If it’s any consolation – or hope – for the residents of Joburg, President Jacob Zuma has promised to intervene and sort out the billing crisis. But he didn’t say how.

It is the first time a high-ranking ANC official admits to the long-standing problems in the city’s billing system after the outgoing mayor, Amos Masondo, initially denied there was a crisis.

But, in an exclusive interview with The Star yesterday, Zuma said: “we cannot continue with this.

“People are wrongly billed and you don’t solve the problem… That’s one of the things in Johannesburg we are going to deal with immediately after the elections, to see how far that process has gone. We cannot allow it,” he said.

He said that if the billing crisis continued unabated, “we will intervene very decisively”.

But Dilas Hansjee, of Fordsburg, is sceptical, especially ahead of the May 18 elections.

He has been slapped with a bill of R314 206 for a single flat and two shops, dating back to June 2009.

“I usually pay between R5 000 and R6 000 a month. I have had no statements since June, so I have been paying an estimate of about R8 000 so that I don’t get cut off.

“Zuma’s promises are probably election promises. I have been waiting since 2009 to get this resolved,” Hansjee said.

Zuma admitted that the billing crisis created the impression that the DA-controlled Cape Town was run better than the ANC-run Joburg.

While Deputy President Kgalema Motlanthe admitted last week that Cape Town was out of reach for the ANC, Zuma said yesterday that the party stood a chance of snatching the mother city from the DA.

Motlanthe’s spokesman, Thabo Masebe, said yesterday that his principal’s comments were meant to motivate ANC members to work harder to win the city.

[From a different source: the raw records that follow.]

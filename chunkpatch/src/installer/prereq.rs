//! Prerequisite installers and the machine config recording which ran.
//!
//! The machine config is a small ini file:
//!
//! ```ini
//! [Prerequisites]
//! InstalledPrereqs=vcredist-2022,directx-june
//! ```

use std::collections::BTreeSet;
use std::io::{self, Write};
use std::path::{Path, PathBuf};
use std::process::Command;
use std::sync::Arc;

use ini::Ini;
use thiserror::Error;

use crate::config::ConfigError;
use crate::fs::FileSystem;
use crate::manifest::PrereqInfo;

const PREREQ_SECTION: &str = "Prerequisites";
const INSTALLED_KEY: &str = "InstalledPrereqs";

/// Exit code meaning success with a reboot pending.
const EXIT_REBOOT_REQUIRED: i32 = 3010;

#[derive(Debug, Error)]
pub enum PrereqError {
    #[error("failed to launch prerequisite {path}: {source}")]
    Launch {
        path: PathBuf,
        #[source]
        source: io::Error,
    },

    #[error("prerequisite {name} exited with code {code}")]
    ExitCode { name: String, code: i32 },

    #[error(transparent)]
    MachineConfig(#[from] ConfigError),
}

impl PrereqError {
    /// Short reason used in error codes.
    pub fn reason(&self) -> String {
        match self {
            Self::Launch { .. } => "StartPrereqInstaller".to_string(),
            Self::ExitCode { code, .. } => format!("ExitCode{}", code),
            Self::MachineConfig(_) => "MachineConfig".to_string(),
        }
    }
}

/// Runs a prerequisite executable and reports its exit code.
pub trait PrereqRunner: Send + Sync {
    fn run(&self, program: &Path, args: &[String]) -> Result<i32, PrereqError>;
}

/// Runs prerequisites as child processes and waits for them.
#[derive(Debug, Default, Clone, Copy)]
pub struct ProcessPrereqRunner;

impl PrereqRunner for ProcessPrereqRunner {
    fn run(&self, program: &Path, args: &[String]) -> Result<i32, PrereqError> {
        let status = Command::new(program)
            .args(args)
            .status()
            .map_err(|source| PrereqError::Launch {
                path: program.to_path_buf(),
                source,
            })?;
        // Killed by a signal
        Ok(status.code().unwrap_or(-1))
    }
}

/// Prerequisite ids recorded on this machine.
#[derive(Debug, Clone, Default, PartialEq, Eq)]
pub struct MachineConfig {
    installed: BTreeSet<String>,
}

impl MachineConfig {
    /// Load the machine config. A missing file is an empty config.
    pub fn load(fs: &dyn FileSystem, path: &Path) -> Result<Self, ConfigError> {
        if !fs.exists(path) {
            return Ok(Self::default());
        }
        let bytes = fs.read(path).map_err(|source| ConfigError::Load {
            path: path.to_path_buf(),
            source: ini::Error::Io(source),
        })?;
        let ini = Ini::load_from_str(&String::from_utf8_lossy(&bytes))?;
        let installed = ini
            .get_from(Some(PREREQ_SECTION), INSTALLED_KEY)
            .map(|value| {
                value
                    .split(',')
                    .map(str::trim)
                    .filter(|id| !id.is_empty())
                    .map(String::from)
                    .collect()
            })
            .unwrap_or_default();
        Ok(Self { installed })
    }

    pub fn save(&self, fs: &dyn FileSystem, path: &Path) -> Result<(), ConfigError> {
        let mut ini = Ini::new();
        let joined = self.installed.iter().cloned().collect::<Vec<_>>().join(",");
        ini.with_section(Some(PREREQ_SECTION)).set(INSTALLED_KEY, joined);

        let write_error = |source| ConfigError::Write {
            path: path.to_path_buf(),
            source,
        };
        let mut writer = fs.create_write(path).map_err(write_error)?;
        ini.write_to(&mut writer).map_err(write_error)?;
        writer.flush().map_err(write_error)
    }

    pub fn is_installed(&self, id: &str) -> bool {
        self.installed.contains(id)
    }

    pub fn installed(&self) -> impl Iterator<Item = &str> {
        self.installed.iter().map(String::as_str)
    }

    pub fn mark_installed<I, S>(&mut self, ids: I)
    where
        I: IntoIterator<Item = S>,
        S: Into<String>,
    {
        self.installed.extend(ids.into_iter().map(Into::into));
    }
}

/// Ids a prerequisite is recorded under. Falls back to its path.
pub fn prereq_ids(info: &PrereqInfo) -> Vec<String> {
    if info.ids.is_empty() {
        vec![info.path.clone()]
    } else {
        info.ids.clone()
    }
}

/// Run a build's prerequisite unless the machine config already lists it.
///
/// Returns `Ok(true)` if the prerequisite ran.
pub fn run_prerequisites(
    fs: &dyn FileSystem,
    runner: &Arc<dyn PrereqRunner>,
    info: &PrereqInfo,
    base_dir: &Path,
    machine_config_file: &Path,
) -> Result<bool, PrereqError> {
    let mut config = MachineConfig::load(fs, machine_config_file)?;
    let ids = prereq_ids(info);
    if ids.iter().all(|id| config.is_installed(id)) {
        tracing::info!(prereq = %info.name, "Prerequisites already installed");
        return Ok(false);
    }

    let program = base_dir.join(&info.path);
    tracing::info!(prereq = %info.name, program = %program.display(), "Running prerequisite installer");
    let code = runner.run(&program, &info.args)?;
    if code != 0 && code != EXIT_REBOOT_REQUIRED {
        return Err(PrereqError::ExitCode {
            name: info.name.clone(),
            code,
        });
    }

    config.mark_installed(ids);
    config.save(fs, machine_config_file)?;
    tracing::info!(prereq = %info.name, code, "Prerequisite installed");
    Ok(true)
}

Zuma was optimistic about winning Cape Town, and the ANC was “pulling out all stops in that city”, he said.

He repeated several other ANC leaders’ comments that the DA’s service delivery in Cape Town was discriminatory.

“I don’t think it is correct that the DA has run the Western Cape better… People were on protest (against) funny toilets… You are in Mitchells Plain, you are in Gugulethu, you are in a different world… You are in Rondebosch, you are in another world,” Zuma said.

The DA’s Cape Town mayoral candidate, Patricia de Lille, said yesterday that the party’s objective was “to win the City of Cape Town with an outright majority” and that the city’s service delivery track record “has been supported by various independent sources”.

Idasa’s Judith February said a great deal of damage was done by the ANC’s factionalism in the Western Cape.

“The DA has worked hard to consolidate the coloured working class and suburban Cape Town vote. Despite Cape Town’s changing demographics and the botched service delivery in the ‘toilet saga’… it remains highly unlikely that the ANC will win Cape Town… although putting Tony Ehrenreich up as a mayoral candidate means the DA cannot take anything for granted,” she said.

Zuma admitted that some ANC members did not accept the party’s “community-driven” list process to choose councillor candidates, but played down the issue.

Recently there have been protests by ANC members who claimed that the party was imposing candidates on them.

Others have registered as independent candidates.